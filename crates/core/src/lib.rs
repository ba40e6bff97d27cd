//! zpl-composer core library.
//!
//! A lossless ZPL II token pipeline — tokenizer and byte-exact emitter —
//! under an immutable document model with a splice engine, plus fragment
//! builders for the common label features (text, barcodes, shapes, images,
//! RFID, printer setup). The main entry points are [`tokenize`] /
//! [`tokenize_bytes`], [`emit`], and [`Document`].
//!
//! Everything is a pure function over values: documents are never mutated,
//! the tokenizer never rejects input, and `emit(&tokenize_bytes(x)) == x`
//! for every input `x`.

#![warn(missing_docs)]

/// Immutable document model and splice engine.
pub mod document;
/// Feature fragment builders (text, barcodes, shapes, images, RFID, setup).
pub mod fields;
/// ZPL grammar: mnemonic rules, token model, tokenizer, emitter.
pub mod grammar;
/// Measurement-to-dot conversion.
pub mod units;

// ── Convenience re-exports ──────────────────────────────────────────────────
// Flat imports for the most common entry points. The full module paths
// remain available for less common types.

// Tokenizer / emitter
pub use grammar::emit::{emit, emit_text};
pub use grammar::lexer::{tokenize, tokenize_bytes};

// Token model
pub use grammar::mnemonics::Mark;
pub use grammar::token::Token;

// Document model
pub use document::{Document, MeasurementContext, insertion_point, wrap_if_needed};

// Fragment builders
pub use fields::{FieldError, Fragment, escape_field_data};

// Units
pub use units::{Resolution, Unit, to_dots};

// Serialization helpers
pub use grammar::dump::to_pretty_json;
== == ==
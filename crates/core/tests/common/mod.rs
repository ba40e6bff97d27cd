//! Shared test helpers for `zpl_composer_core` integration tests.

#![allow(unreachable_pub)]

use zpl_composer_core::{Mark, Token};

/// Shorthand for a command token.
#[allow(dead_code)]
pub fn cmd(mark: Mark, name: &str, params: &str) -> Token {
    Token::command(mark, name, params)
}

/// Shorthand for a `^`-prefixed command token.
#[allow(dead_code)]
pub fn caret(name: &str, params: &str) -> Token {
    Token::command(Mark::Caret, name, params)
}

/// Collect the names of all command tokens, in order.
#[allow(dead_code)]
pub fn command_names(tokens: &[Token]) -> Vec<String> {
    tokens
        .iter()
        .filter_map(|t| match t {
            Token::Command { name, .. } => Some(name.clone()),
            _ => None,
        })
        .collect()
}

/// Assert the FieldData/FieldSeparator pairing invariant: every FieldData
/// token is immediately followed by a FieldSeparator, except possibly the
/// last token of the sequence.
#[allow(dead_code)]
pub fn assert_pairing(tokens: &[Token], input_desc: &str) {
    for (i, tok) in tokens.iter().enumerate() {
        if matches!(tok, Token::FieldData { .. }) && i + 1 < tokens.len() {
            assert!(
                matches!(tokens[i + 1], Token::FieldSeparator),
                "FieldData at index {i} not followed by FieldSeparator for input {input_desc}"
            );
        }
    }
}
== == ==
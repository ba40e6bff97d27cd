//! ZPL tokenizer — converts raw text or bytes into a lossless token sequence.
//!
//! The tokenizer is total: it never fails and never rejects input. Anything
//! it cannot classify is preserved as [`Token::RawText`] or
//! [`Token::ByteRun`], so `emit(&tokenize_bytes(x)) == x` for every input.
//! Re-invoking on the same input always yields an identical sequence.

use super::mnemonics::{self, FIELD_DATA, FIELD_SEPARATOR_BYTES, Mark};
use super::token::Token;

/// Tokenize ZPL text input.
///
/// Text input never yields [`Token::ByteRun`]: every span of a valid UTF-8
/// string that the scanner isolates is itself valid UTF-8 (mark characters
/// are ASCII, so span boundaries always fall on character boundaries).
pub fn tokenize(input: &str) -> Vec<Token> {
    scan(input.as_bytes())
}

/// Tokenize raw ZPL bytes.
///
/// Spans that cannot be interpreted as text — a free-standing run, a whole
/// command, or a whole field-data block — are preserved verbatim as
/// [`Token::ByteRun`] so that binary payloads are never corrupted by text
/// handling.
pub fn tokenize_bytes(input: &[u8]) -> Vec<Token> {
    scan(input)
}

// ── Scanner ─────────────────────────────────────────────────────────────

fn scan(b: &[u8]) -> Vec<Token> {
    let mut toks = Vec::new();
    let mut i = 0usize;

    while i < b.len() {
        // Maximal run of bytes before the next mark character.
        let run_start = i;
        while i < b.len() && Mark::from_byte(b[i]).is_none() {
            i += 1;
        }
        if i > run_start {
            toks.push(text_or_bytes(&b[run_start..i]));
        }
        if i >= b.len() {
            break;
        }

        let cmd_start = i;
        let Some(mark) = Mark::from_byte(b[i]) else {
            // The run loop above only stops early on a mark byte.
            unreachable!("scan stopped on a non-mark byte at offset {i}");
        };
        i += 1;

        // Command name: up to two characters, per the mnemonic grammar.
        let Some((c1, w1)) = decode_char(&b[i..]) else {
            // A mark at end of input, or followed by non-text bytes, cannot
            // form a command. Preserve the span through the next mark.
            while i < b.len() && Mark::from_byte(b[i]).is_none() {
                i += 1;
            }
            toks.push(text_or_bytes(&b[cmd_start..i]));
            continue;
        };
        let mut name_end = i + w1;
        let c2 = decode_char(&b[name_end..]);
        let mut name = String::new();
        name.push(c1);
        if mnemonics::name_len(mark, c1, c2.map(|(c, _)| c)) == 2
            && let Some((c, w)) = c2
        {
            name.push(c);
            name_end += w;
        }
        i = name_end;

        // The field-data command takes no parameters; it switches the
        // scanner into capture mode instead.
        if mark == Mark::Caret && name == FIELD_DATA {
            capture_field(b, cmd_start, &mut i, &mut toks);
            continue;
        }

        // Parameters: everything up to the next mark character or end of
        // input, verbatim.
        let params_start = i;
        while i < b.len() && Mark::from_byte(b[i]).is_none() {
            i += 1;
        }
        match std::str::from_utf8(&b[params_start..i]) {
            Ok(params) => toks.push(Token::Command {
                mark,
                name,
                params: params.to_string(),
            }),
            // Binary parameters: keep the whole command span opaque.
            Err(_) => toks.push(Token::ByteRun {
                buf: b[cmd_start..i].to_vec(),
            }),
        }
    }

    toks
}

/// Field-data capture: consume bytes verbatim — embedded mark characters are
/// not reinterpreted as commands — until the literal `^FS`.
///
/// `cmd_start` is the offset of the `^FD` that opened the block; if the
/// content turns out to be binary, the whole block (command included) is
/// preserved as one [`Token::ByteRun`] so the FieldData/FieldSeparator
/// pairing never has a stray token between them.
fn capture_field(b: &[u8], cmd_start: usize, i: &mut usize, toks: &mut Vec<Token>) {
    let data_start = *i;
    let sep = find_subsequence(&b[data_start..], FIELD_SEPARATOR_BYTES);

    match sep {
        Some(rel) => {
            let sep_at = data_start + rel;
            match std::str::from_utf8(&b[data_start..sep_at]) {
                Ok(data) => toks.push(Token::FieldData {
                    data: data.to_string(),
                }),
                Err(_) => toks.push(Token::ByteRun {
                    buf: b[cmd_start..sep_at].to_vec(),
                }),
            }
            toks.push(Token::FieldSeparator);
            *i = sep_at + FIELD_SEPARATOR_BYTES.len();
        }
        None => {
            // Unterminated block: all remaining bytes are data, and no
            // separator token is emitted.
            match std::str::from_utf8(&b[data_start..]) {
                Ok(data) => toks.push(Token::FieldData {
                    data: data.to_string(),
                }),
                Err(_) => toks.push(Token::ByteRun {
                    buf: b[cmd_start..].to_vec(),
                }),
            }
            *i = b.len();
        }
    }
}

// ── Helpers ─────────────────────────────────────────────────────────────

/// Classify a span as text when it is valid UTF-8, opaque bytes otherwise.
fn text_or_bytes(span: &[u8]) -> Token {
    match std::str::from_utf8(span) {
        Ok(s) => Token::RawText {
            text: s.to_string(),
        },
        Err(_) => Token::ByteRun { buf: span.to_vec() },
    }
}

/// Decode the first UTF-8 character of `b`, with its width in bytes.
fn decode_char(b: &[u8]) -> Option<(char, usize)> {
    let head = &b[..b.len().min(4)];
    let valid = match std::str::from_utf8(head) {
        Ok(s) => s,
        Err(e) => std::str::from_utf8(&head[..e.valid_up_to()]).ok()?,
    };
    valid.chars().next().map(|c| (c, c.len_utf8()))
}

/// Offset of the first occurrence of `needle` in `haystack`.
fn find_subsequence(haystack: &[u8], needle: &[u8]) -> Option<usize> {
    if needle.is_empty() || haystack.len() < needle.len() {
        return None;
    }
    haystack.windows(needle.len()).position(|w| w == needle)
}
== == ==
> [Work required] Lines holding the word "barcodes" are the answer; copy every one from the records above.

> [Completed exercise]
//! builders for the common label features (text, barcodes, shapes, images,
/// Feature fragment builders (text, barcodes, shapes, images, RFID, setup).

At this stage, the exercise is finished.